Description of the task >> Only the lines from the start of the entries up to and including the line with "pub const NAME: &str" should be written out, exactly as they stand.

Records to process >>
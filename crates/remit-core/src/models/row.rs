//! Spreadsheet row assembly and the confirmation-email body.
//!
//! A `SubmissionRow` is an ordered, flat string-keyed mapping. Only the
//! columns relevant to the chosen reimbursement method are present; backends
//! that need a fixed column set project the row onto `SubmissionRow::HEADERS`
//! with blanks for absent columns.

use super::form::{BasicInfo, ReimbursementMethod};

pub const NAME: &str = "Name";
pub const EMAIL: &str = "Email";
pub const ITEM_DESCRIPTION: &str = "Item Description";
pub const ITEM_PRICE: &str = "Item Price";
pub const PURCHASE_DATE: &str = "Purchase Date";
pub const REIMBURSEMENT_METHOD: &str = "Reimbursement Method";
pub const PAYPAL_EMAIL: &str = "PayPal Email";
pub const CHECK_ADDRESS: &str = "Check Address";
pub const CHECK_PHONE: &str = "Check Phone";
pub const ROUTING_NUMBER: &str = "Routing Number";
pub const ACCOUNT_NUMBER: &str = "Account Number";
pub const FILES: &str = "Files";

/// One append-only spreadsheet record for a single expense submission.
#[derive(Debug, Clone, PartialEq, Eq)]
pub struct SubmissionRow {
    columns: Vec<(String, String)>,
}

impl SubmissionRow {
    /// The full canonical column set, in sheet order.
    pub const HEADERS: [&'static str; 12] = [
        NAME,
        EMAIL,
        ITEM_DESCRIPTION,
        ITEM_PRICE,
        PURCHASE_DATE,
        REIMBURSEMENT_METHOD,
        PAYPAL_EMAIL,
        CHECK_ADDRESS,
        CHECK_PHONE,
        ROUTING_NUMBER,
        ACCOUNT_NUMBER,
        FILES,
    ];

    /// Build the row for a validated submission, without the `Files` column.
    /// Account numbers appear unmasked; masking is applied only to the email
    /// copy by `confirmation_body`.
    pub fn from_submission(basic: &BasicInfo, method: &ReimbursementMethod) -> Self {
        let mut columns = vec![
            (NAME.to_string(), basic.name.clone()),
            (EMAIL.to_string(), basic.email.clone()),
            (ITEM_DESCRIPTION.to_string(), basic.item_description.clone()),
            (ITEM_PRICE.to_string(), format!("{}", basic.item_price)),
            (
                PURCHASE_DATE.to_string(),
                basic.purchase_date.format("%Y-%m-%d").to_string(),
            ),
            (
                REIMBURSEMENT_METHOD.to_string(),
                method.method_name().to_string(),
            ),
        ];

        match method {
            ReimbursementMethod::Paypal { paypal_email } => {
                columns.push((PAYPAL_EMAIL.to_string(), paypal_email.clone()));
            }
            ReimbursementMethod::Check {
                check_address,
                check_phone,
            } => {
                columns.push((CHECK_ADDRESS.to_string(), check_address.clone()));
                columns.push((CHECK_PHONE.to_string(), check_phone.clone()));
            }
            ReimbursementMethod::DirectDeposit {
                routing_number,
                account_number,
            } => {
                columns.push((ROUTING_NUMBER.to_string(), routing_number.clone()));
                columns.push((ACCOUNT_NUMBER.to_string(), account_number.clone()));
            }
            ReimbursementMethod::AlreadyKnown => {}
        }

        SubmissionRow { columns }
    }

    /// Return a copy of this row with the `Files` column appended: the
    /// uploaded-receipt links joined by a single space.
    pub fn with_files(&self, links: &[String]) -> Self {
        let mut columns = self.columns.clone();
        columns.push((FILES.to_string(), links.join(" ")));
        SubmissionRow { columns }
    }

    pub fn get(&self, column: &str) -> Option<&str> {
        self.columns
            .iter()
            .find(|(name, _)| name == column)
            .map(|(_, value)| value.as_str())
    }

    pub fn columns(&self) -> impl Iterator<Item = (&str, &str)> {
        self.columns
            .iter()
            .map(|(name, value)| (name.as_str(), value.as_str()))
    }

    /// Project the row onto a fixed header set, blank-filling absent columns.
    pub fn project(&self, headers: &[&str]) -> Vec<String> {
        headers
            .iter()
            .map(|header| self.get(header).unwrap_or_default().to_string())
            .collect()
    }
}

/// Mask an account number down to its last four characters.
pub fn mask_account_number(value: &str) -> String {
    let chars: Vec<char> = value.chars().collect();
    let start = chars.len().saturating_sub(4);
    let tail: String = chars[start..].iter().collect();
    format!("********{}", tail)
}

/// Plain-text confirmation-email body: a thank-you line followed by the row
/// as `Key: Value` lines, with the account number masked and receipt links
/// deliberately omitted.
pub fn confirmation_body(row: &SubmissionRow) -> String {
    let mut body = String::from("Thanks for submitting your expense report!\n");
    for (name, value) in row.columns() {
        if name == FILES {
            continue;
        }
        body.push('\n');
        body.push_str(name);
        body.push_str(": ");
        if name == ACCOUNT_NUMBER {
            body.push_str(&mask_account_number(value));
        } else {
            body.push_str(value);
        }
    }
    body
}
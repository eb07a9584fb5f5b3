use std::borrow::Borrow;
use std::fmt;

use serde::{Deserialize, Serialize};

pub const SPECIAL_REPORT_TYPE: &str = "Special Report";

#[derive(Debug, Clone, PartialEq, Eq, Deserialize)]
pub struct RawTerm {
    #[serde(rename = "name")]
    pub canonical_name: String,
    #[serde(rename = "id")]
    pub raw_id: String,
}

impl RawTerm {
    pub fn new(canonical_name: impl Into<String>, raw_id: impl Into<String>) -> Self {
        Self {
            canonical_name: canonical_name.into(),
            raw_id: raw_id.into(),
        }
    }
}

#[derive(Debug, Clone, PartialEq, Eq, Hash, PartialOrd, Ord, Serialize)]
#[serde(transparent)]
pub struct ExternalId(String);

impl ExternalId {
    pub(crate) fn from_hyphenated(value: String) -> Self {
        Self(value)
    }

    pub fn as_str(&self) -> &str {
        &self.0
    }

    pub fn into_string(self) -> String {
        self.0
    }
}

impl fmt::Display for ExternalId {
    fn fmt(&self, f: &mut fmt::Formatter<'_>) -> fmt::Result {
        write!(f, "{}", self.0)
    }
}

impl Borrow<str> for ExternalId {
    fn borrow(&self) -> &str {
        &self.0
    }
}

#[derive(Debug, Clone, PartialEq, Eq, Default, Serialize)]
pub struct AlternativeIdentifiers {
    #[serde(rename = "TME", skip_serializing_if = "Vec::is_empty")]
    pub tme: Vec<String>,
    #[serde(skip_serializing_if = "Vec::is_empty")]
    pub uuids: Vec<String>,
}

#[derive(Debug, Clone, PartialEq, Eq, Serialize)]
#[serde(rename_all = "camelCase")]
pub struct SpecialReport {
    pub uuid: String,
    pub alternative_identifiers: AlternativeIdentifiers,
    pub pref_label: String,
    #[serde(rename = "type")]
    pub kind: String,
}

#[derive(Debug, Clone, PartialEq, Eq, Serialize)]
pub struct SpecialReportLink {
    #[serde(rename = "apiUrl")]
    pub api_url: String,
}

impl SpecialReportLink {
    pub fn new(base_url: &str, id: &ExternalId) -> Self {
        Self {
            api_url: format!("{base_url}{id}"),
        }
    }
}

Output of the exercise >>
filename crates/remit-core/src/models/row.rs
//! Spreadsheet row assembly and the confirmation-email body.
//!
//! A `SubmissionRow` is an ordered, flat string-keyed mapping. Only the
//! columns relevant to the chosen reimbursement method are present; backends
//! that need a fixed column set project the row onto `SubmissionRow::HEADERS`
//! with blanks for absent columns.

use super::form::{BasicInfo, ReimbursementMethod};

pub const NAME: &str = "Name";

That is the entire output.